Curated by Ti Zhao
Essential Papers for Understanding LLMs
Foundational Research on Large Language Models: Capabilities, Safety, and Limitations
This collection represents a comprehensive survey of foundational research spanning the evolution of large language models from early transformer architectures to modern safety-aligned systems. The documents trace key developments from BERT and GPT series through T5, InstructGPT, and GPT-4, establishing the core architectural and training innovations that enabled current LLM capabilities.
Core themes include:
- Architectural foundations: Transformer attention mechanisms, scaling laws, and efficiency improvements (Mamba, BitNet)
- Capability enhancement: Few-shot learning, in-context learning, reasoning (Chain-of-Thought, Tree of Thoughts), and tool use (Toolformer, ReAct)

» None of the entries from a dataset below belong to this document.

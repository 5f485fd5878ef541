// ABOUTME: Test helper utilities for mocking the QR rendering service
// ABOUTME: Provides mockito-based server setup and small image fixtures

use mockito::{Server, ServerGuard};

/// PNG signature followed by a truncated IHDR chunk; enough to look like an image.
pub const PNG_BYTES: &[u8] = &[
    0x89, 0x50, 0x4E, 0x47, 0x0D, 0x0A, 0x1A, 0x0A, 0x00, 0x00, 0x00, 0x0D, 0x49, 0x48, 0x44,
    0x52,
];

pub const JPEG_BYTES: &[u8] = &[0xFF, 0xD8, 0xFF, 0xE0, 0x00, 0x10, 0x4A, 0x46, 0x49, 0x46];

pub async fn mock_qr_server() -> ServerGuard {
    Server::new_async().await
}
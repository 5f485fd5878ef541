// ABOUTME: Standard-alphabet Base64 codec used for payloads and data URI bodies
// ABOUTME: Encodes with padding and decodes with or without it

use base64::alphabet;
use base64::engine::{DecodePaddingMode, GeneralPurpose, GeneralPurposeConfig};
use base64::Engine;

use crate::Result;

/// Padded on encode; padding optional on decode so scanner output that drops
/// trailing `=` still round-trips.
const ENGINE: GeneralPurpose = GeneralPurpose::new(
    &alphabet::STANDARD,
    GeneralPurposeConfig::new().with_decode_padding_mode(DecodePaddingMode::Indifferent),
);

pub fn encode(bytes: &[u8]) -> String {
    ENGINE.encode(bytes)
}

/// Decode a standard-alphabet Base64 string.
///
/// Characters outside the alphabet and malformed padding yield
/// [`PackError::Decode`](crate::PackError::Decode).
pub fn decode(input: &str) -> Result<Vec<u8>> {
    Ok(ENGINE.decode(input)?)
}

/// Base64 of the UTF-8 bytes of `text`.
pub fn encode_text(text: &str) -> String {
    encode(text.as_bytes())
}
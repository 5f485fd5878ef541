// ABOUTME: Building and parsing of base64 data URIs (data:<mime>;base64,<data>)
// ABOUTME: The unit in which images travel inside a payload

use once_cell::sync::Lazy;
use regex::Regex;
use std::path::Path;

use crate::constants::mime::DATA_URI_PATTERN;
use crate::{codec, files, mime, PackError, Result};

static DATA_URI_RE: Lazy<Regex> =
    Lazy::new(|| Regex::new(DATA_URI_PATTERN).expect("data URI pattern is valid"));

/// Build `data:{mime};base64,{base64(bytes)}`.
pub fn build(mime_type: &str, bytes: &[u8]) -> String {
    format!("data:{};base64,{}", mime_type, codec::encode(bytes))
}

/// Split a data URI into its MIME type and decoded bytes.
///
/// The MIME type is everything between `data:` and the last `;base64,`.
/// A body that is not valid Base64 surfaces as a decode error rather than a
/// format error.
pub fn parse(uri: &str) -> Result<(String, Vec<u8>)> {
    let caps = DATA_URI_RE
        .captures(uri)
        .ok_or_else(|| PackError::Format("Invalid Data URI format".to_string()))?;

    let mime_type = caps[1].to_string();
    let bytes = codec::decode(&caps[2])?;
    Ok((mime_type, bytes))
}

/// Read an image file and wrap it in a data URI with a MIME type guessed
/// from its extension.
pub fn from_image_file(path: &Path) -> Result<String> {
    let bytes = files::load_image(path)?;
    let mime_type = mime::mime_type_for_path(path);
    log::debug!(
        "Loaded {} ({} bytes, {})",
        path.display(),
        bytes.len(),
        mime_type
    );
    Ok(build(&mime_type, &bytes))
}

- Safety and alignment: Human feedback training (RLHF), constitutional AI, red teaming methodologies, and preference optimization (DPO)
- Understanding and interpretability: Mechanistic interpretability, emergent abilities, self-evaluation capabilities, and factual knowledge localization
The collection provides essential context for understanding how modern LLMs achieve their capabilities while highlighting ongoing challenges in safety, interpretability, and alignment. This knowledge base serves as a foundation for researchers working on LLM development, evaluation, and governance.